*Description of the task*:
Look through the data for the string "categories". Copy every line where it is found.

*Recorded data*:
---

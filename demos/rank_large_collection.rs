//! Rank a large synthetic spot collection sequentially and in parallel.
//!
//! Run with: cargo run --example rank_large_collection --features parallel

use spot_finder::{
    rank_spots, rank_spots_parallel, Category, Deal, DealIndex, GpsPoint, SortOption, Spot,
};
use std::time::Instant;

const SPOT_COUNT: usize = 50_000;

fn main() {
    println!("Large Collection Ranking Example\n");

    let spots = synthetic_spots(SPOT_COUNT);
    let deals = DealIndex::new(
        spots
            .iter()
            .step_by(7)
            .enumerate()
            .map(|(i, s)| Deal::new(&format!("deal-{}", i), &s.id, i % 3 != 0, "Discount"))
            .collect(),
    );
    let me = GpsPoint::new(37.5665, 126.9780);

    println!("Created {} spots, {} deals\n", spots.len(), deals.deals().len());

    for sort in [SortOption::Recommended, SortOption::Distance, SortOption::Rating] {
        let start = Instant::now();
        let sequential = rank_spots(&spots, sort, &deals, Some(me));
        let sequential_elapsed = start.elapsed();

        let start = Instant::now();
        let parallel = rank_spots_parallel(&spots, sort, &deals, Some(me));
        let parallel_elapsed = start.elapsed();

        let identical = sequential
            .iter()
            .zip(&parallel)
            .all(|(a, b)| a.id == b.id);

        println!("Sort '{}':", sort);
        println!("  Sequential: {:?}", sequential_elapsed);
        println!("  Parallel:   {:?}", parallel_elapsed);
        println!("  Same order: {}", identical);
        println!(
            "  Top 3: {:?}\n",
            parallel.iter().take(3).map(|s| s.id.as_str()).collect::<Vec<_>>()
        );
    }
}

/// Spots scattered around central Seoul with deterministic pseudo-random metrics.
fn synthetic_spots(count: usize) -> Vec<Spot> {
    let categories = [
        Category::Experience,
        Category::Culture,
        Category::Restaurant,
        Category::Cafe,
    ];

    (0..count)
        .map(|i| {
            let seed = (i as u64).wrapping_mul(2_654_435_761) % 10_000;
            let lat = 37.45 + (seed % 100) as f64 * 0.002;
            let lng = 126.85 + (seed / 100) as f64 * 0.003;
            let category = categories[i % categories.len()];
            let spot = Spot::new(&format!("spot-{}", i), lat, lng, category);
            if i % 5 == 0 {
                spot
            } else {
                spot.with_rating(3.0 + (seed % 20) as f64 / 10.0, (seed % 500) as u32)
            }
        })
        .collect()
}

---

*Answer box*:
    let categories = [
            let category = categories[i % categories.len()];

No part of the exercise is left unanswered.